Going down the data below, set down exactly the line with "assigned by persistence." and each line after it through the line with "pub fn score_texts(resume_text: &str, job_description: &str)"; no other lines.
====== Source records
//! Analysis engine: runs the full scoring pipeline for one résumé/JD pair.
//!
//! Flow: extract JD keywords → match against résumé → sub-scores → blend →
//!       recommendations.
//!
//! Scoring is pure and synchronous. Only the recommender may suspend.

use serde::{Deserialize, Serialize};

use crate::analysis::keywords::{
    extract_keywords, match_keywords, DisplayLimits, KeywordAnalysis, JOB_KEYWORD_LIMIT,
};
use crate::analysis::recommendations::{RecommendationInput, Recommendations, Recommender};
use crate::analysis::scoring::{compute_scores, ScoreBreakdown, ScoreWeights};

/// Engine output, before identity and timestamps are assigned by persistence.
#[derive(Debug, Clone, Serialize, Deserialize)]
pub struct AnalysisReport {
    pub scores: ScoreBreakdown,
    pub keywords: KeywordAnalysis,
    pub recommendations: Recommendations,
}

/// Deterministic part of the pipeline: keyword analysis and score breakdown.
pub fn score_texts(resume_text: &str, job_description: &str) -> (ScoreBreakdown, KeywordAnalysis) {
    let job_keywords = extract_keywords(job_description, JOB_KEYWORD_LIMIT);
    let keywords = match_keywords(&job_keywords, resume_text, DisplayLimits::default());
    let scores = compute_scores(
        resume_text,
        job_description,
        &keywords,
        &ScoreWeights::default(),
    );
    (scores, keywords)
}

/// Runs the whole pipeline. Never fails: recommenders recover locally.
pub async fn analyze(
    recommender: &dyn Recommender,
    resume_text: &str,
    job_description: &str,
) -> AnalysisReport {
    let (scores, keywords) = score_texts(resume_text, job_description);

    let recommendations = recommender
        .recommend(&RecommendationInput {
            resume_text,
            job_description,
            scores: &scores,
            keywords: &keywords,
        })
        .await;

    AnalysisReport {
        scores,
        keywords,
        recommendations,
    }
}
============
====== Source records
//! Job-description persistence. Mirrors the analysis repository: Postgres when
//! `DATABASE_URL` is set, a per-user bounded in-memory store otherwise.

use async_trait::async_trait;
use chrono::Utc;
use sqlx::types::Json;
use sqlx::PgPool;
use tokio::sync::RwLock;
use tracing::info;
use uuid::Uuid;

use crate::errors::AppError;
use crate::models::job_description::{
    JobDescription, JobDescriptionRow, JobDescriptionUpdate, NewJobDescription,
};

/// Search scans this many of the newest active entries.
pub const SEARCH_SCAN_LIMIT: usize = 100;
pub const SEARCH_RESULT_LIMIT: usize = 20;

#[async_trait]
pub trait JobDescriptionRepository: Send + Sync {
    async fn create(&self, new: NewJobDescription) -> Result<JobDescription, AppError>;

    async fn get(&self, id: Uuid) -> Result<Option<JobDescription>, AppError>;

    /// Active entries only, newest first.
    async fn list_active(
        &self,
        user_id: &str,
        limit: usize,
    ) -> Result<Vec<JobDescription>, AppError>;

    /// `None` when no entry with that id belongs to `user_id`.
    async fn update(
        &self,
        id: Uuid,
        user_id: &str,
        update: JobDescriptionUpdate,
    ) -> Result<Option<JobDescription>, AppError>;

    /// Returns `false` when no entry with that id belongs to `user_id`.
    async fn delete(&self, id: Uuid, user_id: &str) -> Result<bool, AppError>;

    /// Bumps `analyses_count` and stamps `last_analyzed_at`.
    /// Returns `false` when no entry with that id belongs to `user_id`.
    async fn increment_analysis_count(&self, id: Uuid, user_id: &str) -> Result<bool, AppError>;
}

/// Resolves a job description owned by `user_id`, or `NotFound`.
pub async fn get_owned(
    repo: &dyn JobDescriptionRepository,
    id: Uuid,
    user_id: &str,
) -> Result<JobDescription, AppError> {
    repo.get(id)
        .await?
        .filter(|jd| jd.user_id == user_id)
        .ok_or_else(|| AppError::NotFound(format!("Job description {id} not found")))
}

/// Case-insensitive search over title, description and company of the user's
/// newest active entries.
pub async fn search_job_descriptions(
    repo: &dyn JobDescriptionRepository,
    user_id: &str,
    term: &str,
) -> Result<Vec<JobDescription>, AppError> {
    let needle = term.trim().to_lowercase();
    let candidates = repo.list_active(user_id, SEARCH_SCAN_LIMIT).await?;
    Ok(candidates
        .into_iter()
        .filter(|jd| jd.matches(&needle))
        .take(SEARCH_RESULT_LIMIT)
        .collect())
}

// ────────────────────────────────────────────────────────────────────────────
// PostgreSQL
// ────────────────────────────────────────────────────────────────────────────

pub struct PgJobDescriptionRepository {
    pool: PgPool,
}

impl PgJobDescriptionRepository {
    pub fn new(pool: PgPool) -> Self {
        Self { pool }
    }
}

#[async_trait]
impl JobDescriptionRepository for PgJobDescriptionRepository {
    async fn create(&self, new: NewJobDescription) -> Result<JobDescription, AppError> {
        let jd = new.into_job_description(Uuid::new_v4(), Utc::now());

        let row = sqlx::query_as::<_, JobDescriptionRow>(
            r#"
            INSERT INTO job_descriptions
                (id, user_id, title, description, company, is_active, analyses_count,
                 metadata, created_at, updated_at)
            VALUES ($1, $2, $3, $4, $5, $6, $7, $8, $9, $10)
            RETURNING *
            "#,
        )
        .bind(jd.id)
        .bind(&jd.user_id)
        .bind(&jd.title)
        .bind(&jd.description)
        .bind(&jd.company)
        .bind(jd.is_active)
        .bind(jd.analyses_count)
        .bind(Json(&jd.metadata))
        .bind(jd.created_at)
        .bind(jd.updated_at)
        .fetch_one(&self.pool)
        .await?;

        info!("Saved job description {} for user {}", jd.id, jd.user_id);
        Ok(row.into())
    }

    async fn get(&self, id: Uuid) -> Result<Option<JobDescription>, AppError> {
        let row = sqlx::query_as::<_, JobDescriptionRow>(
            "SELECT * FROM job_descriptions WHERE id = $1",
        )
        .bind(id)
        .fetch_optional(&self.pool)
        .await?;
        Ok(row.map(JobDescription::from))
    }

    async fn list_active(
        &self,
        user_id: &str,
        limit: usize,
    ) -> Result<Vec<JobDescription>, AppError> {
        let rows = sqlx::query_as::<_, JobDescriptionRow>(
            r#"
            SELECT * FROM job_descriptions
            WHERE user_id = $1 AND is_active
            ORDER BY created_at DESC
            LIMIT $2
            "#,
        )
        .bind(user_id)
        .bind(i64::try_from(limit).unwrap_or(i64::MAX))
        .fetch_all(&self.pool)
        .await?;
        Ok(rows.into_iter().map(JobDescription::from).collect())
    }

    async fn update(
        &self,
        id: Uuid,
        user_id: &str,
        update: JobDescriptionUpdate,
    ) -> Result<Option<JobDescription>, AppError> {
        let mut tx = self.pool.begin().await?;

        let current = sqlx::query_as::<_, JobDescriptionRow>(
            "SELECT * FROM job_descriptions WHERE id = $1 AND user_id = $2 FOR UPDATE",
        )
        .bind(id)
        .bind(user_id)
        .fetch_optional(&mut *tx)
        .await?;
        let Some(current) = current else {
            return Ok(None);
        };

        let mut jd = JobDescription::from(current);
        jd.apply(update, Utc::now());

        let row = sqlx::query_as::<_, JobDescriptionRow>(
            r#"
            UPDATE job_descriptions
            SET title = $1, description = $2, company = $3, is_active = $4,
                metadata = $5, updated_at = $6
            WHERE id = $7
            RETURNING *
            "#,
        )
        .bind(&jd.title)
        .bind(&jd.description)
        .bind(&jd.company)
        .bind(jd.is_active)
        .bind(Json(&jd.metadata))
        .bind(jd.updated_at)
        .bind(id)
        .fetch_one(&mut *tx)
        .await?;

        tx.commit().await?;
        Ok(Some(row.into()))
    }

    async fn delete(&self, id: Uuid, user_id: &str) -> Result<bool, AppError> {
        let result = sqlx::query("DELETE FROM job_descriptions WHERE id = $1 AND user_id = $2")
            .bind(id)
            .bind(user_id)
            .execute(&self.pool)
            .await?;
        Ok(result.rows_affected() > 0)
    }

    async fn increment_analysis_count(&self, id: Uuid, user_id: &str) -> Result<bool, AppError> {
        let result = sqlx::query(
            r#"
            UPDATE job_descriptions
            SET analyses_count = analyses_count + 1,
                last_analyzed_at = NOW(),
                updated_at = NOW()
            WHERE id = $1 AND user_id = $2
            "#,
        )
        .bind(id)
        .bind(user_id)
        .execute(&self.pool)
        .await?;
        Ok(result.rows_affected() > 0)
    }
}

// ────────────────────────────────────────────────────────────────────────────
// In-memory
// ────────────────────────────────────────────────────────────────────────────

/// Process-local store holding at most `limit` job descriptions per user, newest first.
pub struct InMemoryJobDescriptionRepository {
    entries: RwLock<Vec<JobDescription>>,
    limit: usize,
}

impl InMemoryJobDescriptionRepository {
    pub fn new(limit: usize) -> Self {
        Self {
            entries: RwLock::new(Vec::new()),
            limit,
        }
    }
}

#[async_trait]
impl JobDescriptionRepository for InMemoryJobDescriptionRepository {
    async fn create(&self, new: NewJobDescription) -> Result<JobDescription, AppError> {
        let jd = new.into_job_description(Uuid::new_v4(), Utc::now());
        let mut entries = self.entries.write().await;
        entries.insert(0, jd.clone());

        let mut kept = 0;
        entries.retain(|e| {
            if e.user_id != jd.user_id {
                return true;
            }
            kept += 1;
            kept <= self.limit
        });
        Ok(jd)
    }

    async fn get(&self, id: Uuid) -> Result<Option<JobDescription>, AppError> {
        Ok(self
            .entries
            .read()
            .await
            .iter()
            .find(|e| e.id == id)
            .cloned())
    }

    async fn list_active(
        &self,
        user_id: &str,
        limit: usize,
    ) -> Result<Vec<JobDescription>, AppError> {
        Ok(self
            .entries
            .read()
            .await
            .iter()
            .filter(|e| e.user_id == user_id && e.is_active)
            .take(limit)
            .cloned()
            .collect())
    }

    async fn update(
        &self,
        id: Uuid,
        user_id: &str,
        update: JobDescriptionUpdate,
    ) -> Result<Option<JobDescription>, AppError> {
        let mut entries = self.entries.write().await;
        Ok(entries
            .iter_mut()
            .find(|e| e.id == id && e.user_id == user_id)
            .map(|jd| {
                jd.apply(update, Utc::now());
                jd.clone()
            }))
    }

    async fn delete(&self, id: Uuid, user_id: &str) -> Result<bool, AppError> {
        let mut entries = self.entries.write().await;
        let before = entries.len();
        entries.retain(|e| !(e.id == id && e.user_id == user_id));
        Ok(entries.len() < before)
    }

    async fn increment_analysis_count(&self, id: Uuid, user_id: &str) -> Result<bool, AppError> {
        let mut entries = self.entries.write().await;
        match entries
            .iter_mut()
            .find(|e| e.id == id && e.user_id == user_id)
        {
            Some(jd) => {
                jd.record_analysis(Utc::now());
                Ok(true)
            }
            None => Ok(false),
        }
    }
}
============
====== Source records
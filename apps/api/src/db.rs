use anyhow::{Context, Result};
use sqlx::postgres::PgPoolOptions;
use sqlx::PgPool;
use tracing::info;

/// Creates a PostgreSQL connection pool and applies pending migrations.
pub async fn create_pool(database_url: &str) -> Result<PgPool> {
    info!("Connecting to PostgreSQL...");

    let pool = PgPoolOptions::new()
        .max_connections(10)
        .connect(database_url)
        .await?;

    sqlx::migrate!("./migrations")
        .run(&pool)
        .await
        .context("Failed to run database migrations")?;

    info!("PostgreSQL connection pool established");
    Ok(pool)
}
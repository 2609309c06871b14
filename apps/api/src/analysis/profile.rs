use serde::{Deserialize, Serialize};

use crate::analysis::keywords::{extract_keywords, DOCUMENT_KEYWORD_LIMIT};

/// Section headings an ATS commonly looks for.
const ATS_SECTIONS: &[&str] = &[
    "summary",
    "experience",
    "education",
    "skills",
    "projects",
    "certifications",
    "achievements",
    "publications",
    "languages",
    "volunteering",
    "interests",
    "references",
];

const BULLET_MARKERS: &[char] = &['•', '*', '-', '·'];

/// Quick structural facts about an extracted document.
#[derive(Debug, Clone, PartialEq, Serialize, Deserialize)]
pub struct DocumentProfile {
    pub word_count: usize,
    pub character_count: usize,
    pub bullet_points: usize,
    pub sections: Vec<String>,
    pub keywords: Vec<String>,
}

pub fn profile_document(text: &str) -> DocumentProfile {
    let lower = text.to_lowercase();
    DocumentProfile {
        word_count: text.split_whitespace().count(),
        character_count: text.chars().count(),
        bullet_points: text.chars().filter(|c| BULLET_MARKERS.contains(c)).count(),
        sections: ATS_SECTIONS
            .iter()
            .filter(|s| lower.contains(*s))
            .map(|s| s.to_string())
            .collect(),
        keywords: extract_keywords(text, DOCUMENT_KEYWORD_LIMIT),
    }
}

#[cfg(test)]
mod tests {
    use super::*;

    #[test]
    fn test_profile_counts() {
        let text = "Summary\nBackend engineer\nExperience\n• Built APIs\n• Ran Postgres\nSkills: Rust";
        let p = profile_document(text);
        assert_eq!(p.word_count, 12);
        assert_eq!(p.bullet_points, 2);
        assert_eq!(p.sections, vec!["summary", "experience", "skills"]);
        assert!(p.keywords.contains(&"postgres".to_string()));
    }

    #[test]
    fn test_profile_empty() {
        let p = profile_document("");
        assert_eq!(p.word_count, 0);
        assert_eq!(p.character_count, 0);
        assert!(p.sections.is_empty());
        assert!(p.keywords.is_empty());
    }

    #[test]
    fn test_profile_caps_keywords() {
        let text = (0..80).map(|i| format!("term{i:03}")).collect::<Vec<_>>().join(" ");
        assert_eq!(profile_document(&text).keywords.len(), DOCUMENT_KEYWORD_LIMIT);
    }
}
============
**Output of the task**
/// Engine output, before identity and timestamps are assigned by persistence.
#[derive(Debug, Clone, Serialize, Deserialize)]
pub struct AnalysisReport {
    pub scores: ScoreBreakdown,
    pub keywords: KeywordAnalysis,
    pub recommendations: Recommendations,
}

/// Deterministic part of the pipeline: keyword analysis and score breakdown.
pub fn score_texts(resume_text: &str, job_description: &str) -> (ScoreBreakdown, KeywordAnalysis) {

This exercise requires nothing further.